Mobile application (2016–2017)

Candid was a mobile app for anonymous discussions. It used machine learning to create personalized newsfeeds of opinions and real conversations, and also for moderation and filtering. Users posted under pseudonyms such as "HyperMantis", "SincereGiraffe", "GroundedTurtle" and "ExuberantRaptor", that are unique for each thread.

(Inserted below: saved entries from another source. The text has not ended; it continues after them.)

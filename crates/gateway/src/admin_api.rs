//! Administrative JSON API (§4.3, §6): per-channel TTS settings and the
//! ignore list, gated by the signed bearer token in [`crate::admin_token`].

use axum::extract::{Json, Path, State};
use axum::http::{HeaderMap, StatusCode};
use serde::{Deserialize, Serialize};
use ttsrelay_protocol::{
    BitsGate, Channel, PermissionGate, ReadMode, VoiceOverride, OVERLAY_TOKEN_TTL_SECS, TTS_PITCH_MAX,
    TTS_PITCH_MIN, TTS_SPEED_MAX, TTS_SPEED_MIN,
};
use ttsrelay_voice::VOICE_CATALOG;

use crate::error::{Error, Result};
use crate::server::AppState;

fn check_admin_auth(headers: &HeaderMap, login: &str, state: &AppState) -> Result<()> {
    let token = headers
        .get(axum::http::header::AUTHORIZATION)
        .and_then(|v| v.to_str().ok())
        .and_then(|v| v.strip_prefix("Bearer "))
        .ok_or(Error::Unauthorized)?;

    let now = ttsrelay_common::time::now_secs();
    crate::admin_token::verify(token, login, &state.admin_secret, now).map_err(|_| Error::Unauthorized)
}

#[derive(Debug, Serialize)]
struct VoiceEntry {
    id: &'static str,
    name: &'static str,
}

pub async fn get_voices() -> Json<Vec<VoiceEntry>> {
    Json(VOICE_CATALOG.iter().map(|(id, name)| VoiceEntry { id, name }).collect())
}

#[derive(Debug, Serialize, Deserialize)]
pub struct ChannelSettingsDto {
    pub engine_enabled: bool,
    pub read_mode: ReadMode,
    pub permission_gate: PermissionGate,
    pub event_speech: bool,
    pub bits_gate: BitsGate,
    pub default_voice: VoiceOverride,
    pub honor_viewer_prefs: bool,
}

impl From<&Channel> for ChannelSettingsDto {
    fn from(channel: &Channel) -> Self {
        Self {
            engine_enabled: channel.engine_enabled,
            read_mode: channel.read_mode,
            permission_gate: channel.permission_gate,
            event_speech: channel.event_speech,
            bits_gate: channel.bits_gate.clone(),
            default_voice: channel.default_voice.clone(),
            honor_viewer_prefs: channel.honor_viewer_prefs,
        }
    }
}

pub async fn get_settings(
    State(state): State<AppState>,
    Path(login): Path<String>,
    headers: HeaderMap,
) -> Result<Json<ChannelSettingsDto>> {
    check_admin_auth(&headers, &login, &state)?;

    let channel = state.channels.get(&login).await?;
    let dto = match channel {
        Some(channel) => ChannelSettingsDto::from(channel.as_ref()),
        None => ChannelSettingsDto::from(&Channel::new(&login)),
    };
    Ok(Json(dto))
}

fn validate_voice_override(voice: &VoiceOverride) -> Result<()> {
    if let Some(pitch) = voice.pitch {
        if !(TTS_PITCH_MIN..=TTS_PITCH_MAX).contains(&pitch) {
            return Err(Error::ValidationError(format!(
                "pitch must be between {TTS_PITCH_MIN} and {TTS_PITCH_MAX}"
            )));
        }
    }
    if let Some(speed) = voice.speed {
        if !(TTS_SPEED_MIN..=TTS_SPEED_MAX).contains(&speed) {
            return Err(Error::ValidationError(format!(
                "speed must be between {TTS_SPEED_MIN} and {TTS_SPEED_MAX}"
            )));
        }
    }
    Ok(())
}

pub async fn put_settings(
    State(state): State<AppState>,
    Path(login): Path<String>,
    headers: HeaderMap,
    Json(body): Json<ChannelSettingsDto>,
) -> Result<Json<ChannelSettingsDto>> {
    check_admin_auth(&headers, &login, &state)?;
    validate_voice_override(&body.default_voice)?;

    let mut channel = match state.channels.get(&login).await? {
        Some(channel) => channel.as_ref().clone(),
        None => Channel::new(&login),
    };

    channel.engine_enabled = body.engine_enabled;
    channel.read_mode = body.read_mode;
    channel.permission_gate = body.permission_gate;
    channel.event_speech = body.event_speech;
    channel.bits_gate = body.bits_gate;
    channel.default_voice = body.default_voice;
    channel.honor_viewer_prefs = body.honor_viewer_prefs;

    state.channels.upsert(&channel).await?;
    Ok(Json(ChannelSettingsDto::from(&channel)))
}

#[derive(Debug, Deserialize)]
pub struct IgnoreRequest {
    pub username: String,
}

pub async fn post_ignore(
    State(state): State<AppState>,
    Path(login): Path<String>,
    headers: HeaderMap,
    Json(body): Json<IgnoreRequest>,
) -> Result<StatusCode> {
    check_admin_auth(&headers, &login, &state)?;
    set_ignored(&state, &login, &body.username, true).await
}

pub async fn delete_ignore(
    State(state): State<AppState>,
    Path(login): Path<String>,
    headers: HeaderMap,
    Json(body): Json<IgnoreRequest>,
) -> Result<StatusCode> {
    check_admin_auth(&headers, &login, &state)?;
    set_ignored(&state, &login, &body.username, false).await
}

#[derive(Debug, Serialize)]
pub struct OverlayTokenDto {
    pub token: String,
}

/// Mint (and persist, for display/audit) a fresh signed overlay token for
/// `login`'s WebSocket surface (§4.3).
pub async fn post_overlay_token(
    State(state): State<AppState>,
    Path(login): Path<String>,
    headers: HeaderMap,
) -> Result<Json<OverlayTokenDto>> {
    check_admin_auth(&headers, &login, &state)?;

    let now = ttsrelay_common::time::now_secs();
    let token = crate::admin_token::issue_overlay_token(&login, now + OVERLAY_TOKEN_TTL_SECS, &state.admin_secret);
    state.managed_channels.set_overlay_token(&login, Some(&token)).await?;
    Ok(Json(OverlayTokenDto { token }))
}

async fn set_ignored(state: &AppState, login: &str, username: &str, ignored: bool) -> Result<StatusCode> {
    let mut channel = match state.channels.get(login).await? {
        Some(channel) => channel.as_ref().clone(),
        None => Channel::new(login),
    };

    let username = username.to_lowercase();
    if ignored {
        channel.ignored_users.insert(username);
    } else {
        channel.ignored_users.remove(&username);
    }

    state.channels.upsert(&channel).await?;
    Ok(StatusCode::NO_CONTENT)
}

#[cfg(test)]
mod tests {
    use super::*;
    use secrecy::Secret;

    #[test]
    fn validate_voice_override_rejects_out_of_range_pitch() {
        let voice = VoiceOverride { pitch: Some(99), ..Default::default() };
        assert!(validate_voice_override(&voice).is_err());
    }

    #[test]
    fn validate_voice_override_accepts_defaults() {
        assert!(validate_voice_override(&VoiceOverride::default()).is_ok());
    }

    #[test]
    fn validate_voice_override_rejects_out_of_range_speed() {
        let voice = VoiceOverride { speed: Some(10.0), ..Default::default() };
        assert!(validate_voice_override(&voice).is_err());
    }

    #[test]
    fn admin_auth_rejects_missing_header() {
        let secret = Secret::new("s".to_string());
        let headers = HeaderMap::new();
        assert!(crate::admin_token::verify("", "login", &secret, 0).is_err());
        assert!(headers.get(axum::http::header::AUTHORIZATION).is_none());
    }
}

Founder and CEO Bindu Reddy said that she needed "a place to express myself and engage in discussions where ideas can be debated on their own merits instead of being used to attack me as a person", which Candid tried to solve by redirecting off-topic comments to their appropriate groups, removing spam and flagging negative posts. They used natural language processing to identify hate speech, slander and threats, and removed them accordingly with human intervention. (Note: In a 2023 blog post, the team behind Candid described the platform's approach as combining the benefits of technology with the emotional depth of human relationships. Unlike AI-powered therapy bots such as Webot or Replika, which require users to repeatedly input personal context, Candid emphasized unfiltered peer-to-peer conversations among trusted contacts. The app aimed to foster a “culture of care” by allowing users to openly share both positive and difficult moments of their day, relying on close social circles to provide support. On their blog, they defined what content would be removed "[...] Qualify as hate speech (denigrating, without constructive intent, an entire race, gender, sexual orientation or faith). For example, expressing vitriol against a movement like Feminism is acceptable. Expressing vitriol against all women as a gender is hate speech.") Candid software analyzed topics and tried to flag rumors and lies as such. Users could flag problematic posts and a team of ten contractors would review them individually. With time the system analyzed a user's interactions and gave them labels, such as socializer, explorer, positive, influencer, hater, gossip, etc.

In June 2017, Candid announced that it would be shut down because its parent company, Post Intelligence, was being acquired. The app was forecast to close on June 23, 2017, but didn't actually close until June 25, 2017.